In the data that follows, give the number of lines containing the word "PartialEq". Offer no additional comment.

PROVIDED MATERIAL Block Start

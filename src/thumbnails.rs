use std::collections::{HashMap, HashSet};
use std::sync::{Arc, Mutex, MutexGuard};

use crate::api::files::{fetch_file_blob, BinaryVariant, FileRecord, Page};
use crate::api::ApiClient;
use crate::blob::{BlobHandle, BlobStore};
use crate::error::ClientError;

/// 预取失败后认领标记的处理策略。
#[derive(Debug, Clone, Copy, PartialEq, Eq, Default)]
pub enum ClaimPolicy {
    /// 失败也保留认领（原始行为）：本次会话内不再重试该文件，
    /// 避免坏资源反复打到服务端。
    #[default]
    KeepOnFailure,
    /// 失败即释放认领，后续 sync 可以再次尝试。
    ReleaseOnFailure,
}

/// 缩略图预取器：跟随当前展示的文件列表，为图片类记录拉取 preview，
/// 并把 blob 句柄按文件 id 缓存。
///
/// 认领集合（claimed）在发起请求之前同步写入，保证同一资源
/// 永远不会有第二个在途请求；对同一份列表快照重复 sync 是无操作。
/// 缓存条目在会话内不主动淘汰，数量受当前页大小约束。
pub struct ThumbnailPrefetcher {
    api: Arc<ApiClient>,
    blobs: BlobStore,
    cache: Mutex<HashMap<String, BlobHandle>>,
    claimed: Mutex<HashSet<String>>,
    policy: ClaimPolicy,
}

impl ThumbnailPrefetcher {
    pub fn new(api: Arc<ApiClient>, blobs: BlobStore) -> Self {
        Self::with_policy(api, blobs, ClaimPolicy::default())
    }

    pub fn with_policy(api: Arc<ApiClient>, blobs: BlobStore, policy: ClaimPolicy) -> Self {
        ThumbnailPrefetcher {
            api,
            blobs,
            cache: Mutex::new(HashMap::new()),
            claimed: Mutex::new(HashSet::new()),
            policy,
        }
    }

    /// 对一页列表快照做一轮预取。逐条处理：
    /// 非图片跳过，已缓存或已认领跳过，其余先认领再拉取。
    /// 单条失败只记日志，不中断整轮。
    pub fn sync(&self, page: &Page<FileRecord>) {
        for record in &page.items {
            if !record.is_image() {
                continue;
            }
            if !self.claim(&record.id) {
                continue;
            }

            match self.fetch_into_cache(record) {
                Ok(()) => {}
                Err(err) => {
                    log::warn!("[thumbs] preview fetch failed for {}: {err}", record.id);
                    if self.policy == ClaimPolicy::ReleaseOnFailure {
                        self.lock_claimed().remove(&record.id);
                    }
                }
            }
        }
    }

    /// 认领一个文件 id。返回 false 表示已被缓存或已有在途 / 历史认领。
    fn claim(&self, file_id: &str) -> bool {
        {
            let cache = self.lock_cache();
            if cache.contains_key(file_id) {
                return false;
            }
        }
        let mut claimed = self.lock_claimed();
        claimed.insert(file_id.to_string())
    }

    fn fetch_into_cache(&self, record: &FileRecord) -> Result<(), ClientError> {
        let (bytes, content_type) =
            fetch_file_blob(&self.api, &record.id, BinaryVariant::Preview)?;
        let handle = self.blobs.create(bytes, &content_type);
        let mut cache = self.lock_cache();
        if let Some(previous) = cache.insert(record.id.clone(), handle) {
            // 认领机制下不应出现，兜底释放以免泄漏。
            self.blobs.release(previous);
        }
        Ok(())
    }

    /// 查询某个文件的缩略图 blob URL。
    pub fn thumbnail_url(&self, file_id: &str) -> Option<String> {
        let cache = self.lock_cache();
        cache.get(file_id).map(|handle| handle.url().to_string())
    }

    /// 当前缓存的缩略图数量。
    pub fn cached_count(&self) -> usize {
        self.lock_cache().len()
    }

    /// 列表身份变化或会话结束时调用：释放所有句柄并重置认领集合。
    pub fn clear(&self) {
        let mut cache = self.lock_cache();
        for (_, handle) in cache.drain() {
            self.blobs.release(handle);
        }
        drop(cache);
        self.lock_claimed().clear();
    }

    fn lock_cache(&self) -> MutexGuard<'_, HashMap<String, BlobHandle>> {
        self.cache.lock().unwrap_or_else(|poison| poison.into_inner())
    }

    fn lock_claimed(&self) -> MutexGuard<'_, HashSet<String>> {
        self.claimed
            .lock()
            .unwrap_or_else(|poison| poison.into_inner())
    }
}
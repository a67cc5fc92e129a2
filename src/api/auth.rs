use reqwest::blocking::Response;
use serde::{Deserialize, Serialize};
use serde_json::Value;

use super::client::ApiClient;
use crate::error::ClientError;

/// 认证端点：注册、登录与当前用户查询。
/// 登录 / 注册成功后把令牌对写入注入的 TokenStore，再由会话层解析用户身份。

#[derive(Debug, Clone, Serialize)]
pub struct LoginCredentials {
    pub email: String,
    pub password: String,
}

#[derive(Debug, Clone, Serialize)]
pub struct RegisterCredentials {
    pub email: String,
    pub password: String,
    pub password_confirm: String,
}

/// 当前登录用户。只在内存中存在，不落盘，由会话管理独占持有。
#[derive(Debug, Clone, PartialEq)]
pub struct Principal {
    pub id: i64,
    pub email: String,
    pub created_at: String,
}

#[derive(Debug, Deserialize)]
struct PrincipalDto {
    id: i64,
    email: String,
    date_joined: String,
}

impl From<PrincipalDto> for Principal {
    fn from(dto: PrincipalDto) -> Self {
        Principal {
            id: dto.id,
            email: dto.email,
            created_at: dto.date_joined,
        }
    }
}

#[derive(Debug, Deserialize)]
struct TokenPairDto {
    access: String,
    refresh: String,
}

#[derive(Debug, Deserialize)]
struct RegisterResponseDto {
    #[allow(dead_code)]
    user: Option<PrincipalDto>,
    access: String,
    refresh: String,
}

/// 登录：换取令牌对并写入存储。服务端拒绝时错误消息原样上抛。
pub fn login(api: &ApiClient, credentials: &LoginCredentials) -> Result<(), ClientError> {
    let response = api.post_public("auth/token/", credentials)?;
    if !response.status().is_success() {
        return Err(read_auth_error(response));
    }
    let pair: TokenPairDto = response.json()?;
    api.tokens().set(&pair.access, &pair.refresh)?;
    Ok(())
}

/// 注册：创建账号，响应里直接携带令牌对。
pub fn register(api: &ApiClient, credentials: &RegisterCredentials) -> Result<(), ClientError> {
    let response = api.post_public("auth/register/", credentials)?;
    if !response.status().is_success() {
        return Err(read_auth_error(response));
    }
    let payload: RegisterResponseDto = response.json()?;
    api.tokens().set(&payload.access, &payload.refresh)?;
    Ok(())
}

/// 查询当前用户（"我是谁"）。经过请求管线，401 时可能触发透明刷新。
pub fn current_user(api: &ApiClient) -> Result<Principal, ClientError> {
    let url = api.endpoint("auth/me/")?;
    let response = api.send_authorized(|http, access| {
        Ok(http
            .get(url.clone())
            .bearer_auth(access)
            .header("Accept", "application/json"))
    })?;

    if response.status().as_u16() == 401 {
        return Err(ClientError::Unauthenticated);
    }
    if !response.status().is_success() {
        return Err(ClientError::operation(
            "fetching current user",
            format!("server returned HTTP {}", response.status()),
        ));
    }

    let dto: PrincipalDto = response.json()?;
    Ok(dto.into())
}

/// 提取服务端给出的拒绝原因：优先 detail 字段，其次字段级错误，
/// 最后退回原始报文，保证消息不被改写。
fn read_auth_error(response: Response) -> ClientError {
    let status = response.status();
    let raw = response.text().unwrap_or_default();

    let message = serde_json::from_str::<Value>(&raw)
        .ok()
        .and_then(|value| flatten_error_payload(&value))
        .unwrap_or_else(|| {
            if raw.trim().is_empty() {
                format!("authentication rejected with HTTP {status}")
            } else {
                raw.trim().to_string()
            }
        });

    ClientError::Authentication(message)
}

fn flatten_error_payload(value: &Value) -> Option<String> {
    match value {
        Value::String(s) => Some(s.clone()),
        Value::Array(items) => {
            let parts: Vec<String> = items.iter().filter_map(flatten_error_payload).collect();
            if parts.is_empty() {
                None
            } else {
                Some(parts.join("; "))
            }
        }
        Value::Object(map) => {
            if let Some(detail) = map.get("detail").and_then(Value::as_str) {
                return Some(detail.to_string());
            }
            let parts: Vec<String> = map
                .iter()
                .filter_map(|(field, errors)| {
                    flatten_error_payload(errors).map(|msg| format!("{field}: {msg}"))
                })
                .collect();
            if parts.is_empty() {
                None
            } else {
                Some(parts.join("; "))
            }
        }
        _ => None,
    }
}

#[cfg(test)]
mod tests {
    use super::*;
    use serde_json::json;

    #[test]
    fn flattens_detail_field() {
        let value = json!({"detail": "No active account found"});
        assert_eq!(
            flatten_error_payload(&value).as_deref(),
            Some("No active account found")
        );
    }

    #[test]
    fn flattens_field_errors() {
        let value = json!({"email": ["user with this email already exists."]});
        assert_eq!(
            flatten_error_payload(&value).as_deref(),
            Some("email: user with this email already exists.")
        );
    }
}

PROVIDED MATERIAL Block End

**TASK OUTPUT**
2